## Work order
Among the entries below, please repeat exactly and only the lines from the line containing "if let Ok(value)" to the line containing "let outgoing = Request::from_parts(parts, request_body);", both lines included.

BEGIN Exercise material

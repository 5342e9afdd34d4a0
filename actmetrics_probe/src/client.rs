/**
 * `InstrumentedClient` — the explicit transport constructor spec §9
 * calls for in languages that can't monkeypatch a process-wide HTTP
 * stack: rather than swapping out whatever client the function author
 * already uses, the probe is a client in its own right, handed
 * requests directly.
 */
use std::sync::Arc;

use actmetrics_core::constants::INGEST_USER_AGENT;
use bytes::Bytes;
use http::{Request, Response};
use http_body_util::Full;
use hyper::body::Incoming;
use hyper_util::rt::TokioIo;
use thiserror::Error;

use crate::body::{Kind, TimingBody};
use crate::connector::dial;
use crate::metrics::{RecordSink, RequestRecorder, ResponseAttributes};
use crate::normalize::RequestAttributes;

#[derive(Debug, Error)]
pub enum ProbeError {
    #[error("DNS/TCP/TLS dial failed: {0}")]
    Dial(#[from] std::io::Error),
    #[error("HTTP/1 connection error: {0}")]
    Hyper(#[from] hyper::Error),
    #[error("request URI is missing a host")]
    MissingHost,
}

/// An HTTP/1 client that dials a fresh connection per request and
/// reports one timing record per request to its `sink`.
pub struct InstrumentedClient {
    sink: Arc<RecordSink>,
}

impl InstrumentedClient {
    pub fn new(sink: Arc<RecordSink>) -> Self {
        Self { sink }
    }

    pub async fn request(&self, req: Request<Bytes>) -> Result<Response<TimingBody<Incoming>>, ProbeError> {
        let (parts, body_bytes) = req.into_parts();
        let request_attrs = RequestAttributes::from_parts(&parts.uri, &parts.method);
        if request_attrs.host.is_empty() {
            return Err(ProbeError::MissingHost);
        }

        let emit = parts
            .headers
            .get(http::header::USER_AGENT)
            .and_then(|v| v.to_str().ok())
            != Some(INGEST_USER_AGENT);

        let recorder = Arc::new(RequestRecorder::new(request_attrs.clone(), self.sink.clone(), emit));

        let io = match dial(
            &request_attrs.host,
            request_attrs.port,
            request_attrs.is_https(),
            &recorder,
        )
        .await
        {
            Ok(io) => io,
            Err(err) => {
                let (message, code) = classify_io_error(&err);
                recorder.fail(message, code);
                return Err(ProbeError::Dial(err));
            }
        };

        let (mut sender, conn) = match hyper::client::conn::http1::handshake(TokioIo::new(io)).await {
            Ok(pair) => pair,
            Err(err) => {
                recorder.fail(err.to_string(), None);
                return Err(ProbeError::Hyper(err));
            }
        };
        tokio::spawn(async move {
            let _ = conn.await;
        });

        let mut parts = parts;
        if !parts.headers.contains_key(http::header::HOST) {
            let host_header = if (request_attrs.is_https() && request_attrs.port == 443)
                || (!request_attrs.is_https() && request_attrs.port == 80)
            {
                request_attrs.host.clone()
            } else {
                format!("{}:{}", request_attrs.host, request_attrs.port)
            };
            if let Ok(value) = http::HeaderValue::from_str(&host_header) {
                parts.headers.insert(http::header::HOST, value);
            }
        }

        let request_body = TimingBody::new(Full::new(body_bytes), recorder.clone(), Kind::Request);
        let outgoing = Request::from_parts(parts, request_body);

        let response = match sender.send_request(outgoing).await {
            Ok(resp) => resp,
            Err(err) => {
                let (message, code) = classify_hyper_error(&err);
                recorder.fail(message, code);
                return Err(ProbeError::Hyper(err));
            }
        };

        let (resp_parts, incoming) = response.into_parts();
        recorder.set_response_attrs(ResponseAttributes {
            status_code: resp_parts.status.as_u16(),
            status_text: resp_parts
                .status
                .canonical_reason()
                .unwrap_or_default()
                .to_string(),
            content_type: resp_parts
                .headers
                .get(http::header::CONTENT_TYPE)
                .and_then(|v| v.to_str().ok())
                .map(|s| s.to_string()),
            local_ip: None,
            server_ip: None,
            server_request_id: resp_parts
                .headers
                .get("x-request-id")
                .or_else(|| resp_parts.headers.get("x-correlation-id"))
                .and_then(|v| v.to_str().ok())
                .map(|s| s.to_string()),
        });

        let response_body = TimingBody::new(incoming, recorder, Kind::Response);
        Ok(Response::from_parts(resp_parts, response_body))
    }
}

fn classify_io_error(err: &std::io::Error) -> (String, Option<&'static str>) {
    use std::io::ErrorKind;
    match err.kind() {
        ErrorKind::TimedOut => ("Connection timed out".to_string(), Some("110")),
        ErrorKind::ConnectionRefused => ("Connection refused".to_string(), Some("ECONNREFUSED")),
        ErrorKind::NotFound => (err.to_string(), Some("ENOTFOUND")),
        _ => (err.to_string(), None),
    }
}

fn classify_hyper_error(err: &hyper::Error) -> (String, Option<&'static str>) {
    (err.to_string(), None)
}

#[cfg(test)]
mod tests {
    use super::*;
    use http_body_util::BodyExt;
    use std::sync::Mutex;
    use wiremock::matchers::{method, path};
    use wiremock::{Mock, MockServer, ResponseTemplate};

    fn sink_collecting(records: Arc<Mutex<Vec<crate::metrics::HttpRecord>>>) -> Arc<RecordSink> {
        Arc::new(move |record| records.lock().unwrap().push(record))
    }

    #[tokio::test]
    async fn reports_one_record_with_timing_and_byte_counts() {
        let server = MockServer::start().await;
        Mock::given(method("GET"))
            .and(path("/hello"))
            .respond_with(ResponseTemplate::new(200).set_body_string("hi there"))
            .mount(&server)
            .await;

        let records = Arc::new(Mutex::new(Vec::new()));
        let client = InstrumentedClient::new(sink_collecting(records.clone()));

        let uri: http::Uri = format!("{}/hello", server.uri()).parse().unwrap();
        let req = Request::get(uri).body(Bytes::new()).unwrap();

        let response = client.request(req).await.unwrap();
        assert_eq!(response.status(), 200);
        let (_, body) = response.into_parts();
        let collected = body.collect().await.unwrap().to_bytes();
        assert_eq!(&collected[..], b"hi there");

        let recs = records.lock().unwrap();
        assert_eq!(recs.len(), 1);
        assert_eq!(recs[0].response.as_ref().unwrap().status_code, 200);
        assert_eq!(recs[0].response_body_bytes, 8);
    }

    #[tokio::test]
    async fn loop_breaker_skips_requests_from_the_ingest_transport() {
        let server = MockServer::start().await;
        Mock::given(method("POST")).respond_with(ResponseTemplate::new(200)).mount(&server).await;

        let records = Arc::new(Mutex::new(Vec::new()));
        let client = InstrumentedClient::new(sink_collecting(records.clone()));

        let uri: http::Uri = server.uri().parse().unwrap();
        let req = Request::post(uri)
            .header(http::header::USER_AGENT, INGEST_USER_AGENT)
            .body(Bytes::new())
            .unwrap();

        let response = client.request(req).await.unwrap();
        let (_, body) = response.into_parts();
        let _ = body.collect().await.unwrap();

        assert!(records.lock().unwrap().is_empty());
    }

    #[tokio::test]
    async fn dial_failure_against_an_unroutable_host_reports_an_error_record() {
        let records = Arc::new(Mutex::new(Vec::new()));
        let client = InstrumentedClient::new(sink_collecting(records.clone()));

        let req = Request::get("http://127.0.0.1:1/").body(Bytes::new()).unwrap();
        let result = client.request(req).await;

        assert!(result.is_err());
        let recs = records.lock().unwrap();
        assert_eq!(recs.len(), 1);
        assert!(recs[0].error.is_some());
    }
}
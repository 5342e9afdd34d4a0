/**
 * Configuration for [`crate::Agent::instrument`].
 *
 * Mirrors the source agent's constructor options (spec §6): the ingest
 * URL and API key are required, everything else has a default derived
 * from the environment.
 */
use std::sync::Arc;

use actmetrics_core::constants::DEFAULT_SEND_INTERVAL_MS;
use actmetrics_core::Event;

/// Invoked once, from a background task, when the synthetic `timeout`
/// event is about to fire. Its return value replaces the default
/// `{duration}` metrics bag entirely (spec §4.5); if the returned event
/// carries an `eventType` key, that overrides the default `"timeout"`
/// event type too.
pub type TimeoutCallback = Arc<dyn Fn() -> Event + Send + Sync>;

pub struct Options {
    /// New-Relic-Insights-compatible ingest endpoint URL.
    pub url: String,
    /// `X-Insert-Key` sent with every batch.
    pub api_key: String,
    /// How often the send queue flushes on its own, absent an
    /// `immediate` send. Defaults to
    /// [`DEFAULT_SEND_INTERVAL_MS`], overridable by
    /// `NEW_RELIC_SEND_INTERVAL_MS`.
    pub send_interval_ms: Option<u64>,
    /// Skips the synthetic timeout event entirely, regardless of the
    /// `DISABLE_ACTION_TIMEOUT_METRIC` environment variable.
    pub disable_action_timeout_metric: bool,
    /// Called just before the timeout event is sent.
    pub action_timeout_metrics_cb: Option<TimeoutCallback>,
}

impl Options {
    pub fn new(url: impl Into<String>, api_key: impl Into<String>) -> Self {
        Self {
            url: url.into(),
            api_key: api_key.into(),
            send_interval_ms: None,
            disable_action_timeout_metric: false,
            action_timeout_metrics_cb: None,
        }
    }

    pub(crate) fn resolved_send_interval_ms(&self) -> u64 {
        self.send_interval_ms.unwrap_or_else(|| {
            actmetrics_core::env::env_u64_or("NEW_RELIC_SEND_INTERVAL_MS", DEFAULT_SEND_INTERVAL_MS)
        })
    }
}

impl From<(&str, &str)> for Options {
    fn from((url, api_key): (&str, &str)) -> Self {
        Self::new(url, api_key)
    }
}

END Exercise material

## Response for this exercise
            if let Ok(value) = http::HeaderValue::from_str(&host_header) {
                parts.headers.insert(http::header::HOST, value);
            }
        }

        let request_body = TimingBody::new(Full::new(body_bytes), recorder.clone(), Kind::Request);
        let outgoing = Request::from_parts(parts, request_body);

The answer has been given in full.